WHAT IS BEING ASKED | Determine how many lines in the entries below hold "Backjump". Respond with that number only.

(Dataset entries)
────────────────

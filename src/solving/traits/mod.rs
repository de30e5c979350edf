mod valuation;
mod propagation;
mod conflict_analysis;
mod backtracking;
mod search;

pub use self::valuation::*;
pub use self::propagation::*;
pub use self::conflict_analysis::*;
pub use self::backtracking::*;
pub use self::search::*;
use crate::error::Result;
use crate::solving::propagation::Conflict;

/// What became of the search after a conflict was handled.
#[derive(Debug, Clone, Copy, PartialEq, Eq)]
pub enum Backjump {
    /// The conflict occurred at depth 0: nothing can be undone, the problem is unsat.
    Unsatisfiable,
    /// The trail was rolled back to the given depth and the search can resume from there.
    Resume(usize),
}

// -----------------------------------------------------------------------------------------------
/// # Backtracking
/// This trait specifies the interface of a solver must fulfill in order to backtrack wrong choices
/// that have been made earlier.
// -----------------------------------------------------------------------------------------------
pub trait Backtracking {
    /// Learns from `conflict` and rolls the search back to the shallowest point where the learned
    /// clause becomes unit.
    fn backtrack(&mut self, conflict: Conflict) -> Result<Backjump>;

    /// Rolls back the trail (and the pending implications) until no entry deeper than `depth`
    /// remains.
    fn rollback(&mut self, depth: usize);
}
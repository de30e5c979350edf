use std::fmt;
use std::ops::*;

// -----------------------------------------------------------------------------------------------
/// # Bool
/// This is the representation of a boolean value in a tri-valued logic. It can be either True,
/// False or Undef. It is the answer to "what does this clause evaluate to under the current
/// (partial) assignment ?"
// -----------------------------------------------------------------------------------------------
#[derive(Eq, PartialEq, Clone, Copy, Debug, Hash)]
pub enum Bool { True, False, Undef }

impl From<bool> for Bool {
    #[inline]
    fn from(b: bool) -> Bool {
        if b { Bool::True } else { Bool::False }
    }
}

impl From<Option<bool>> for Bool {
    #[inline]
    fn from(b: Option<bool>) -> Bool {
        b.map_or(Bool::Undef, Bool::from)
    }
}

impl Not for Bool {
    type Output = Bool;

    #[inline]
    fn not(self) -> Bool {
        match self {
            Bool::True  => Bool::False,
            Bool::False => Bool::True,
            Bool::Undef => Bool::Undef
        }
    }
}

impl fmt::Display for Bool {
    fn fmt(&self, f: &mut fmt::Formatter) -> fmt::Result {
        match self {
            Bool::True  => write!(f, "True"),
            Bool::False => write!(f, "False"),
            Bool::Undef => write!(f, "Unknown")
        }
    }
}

────────────────

SOLUTION FOR THIS PROBLEM | 2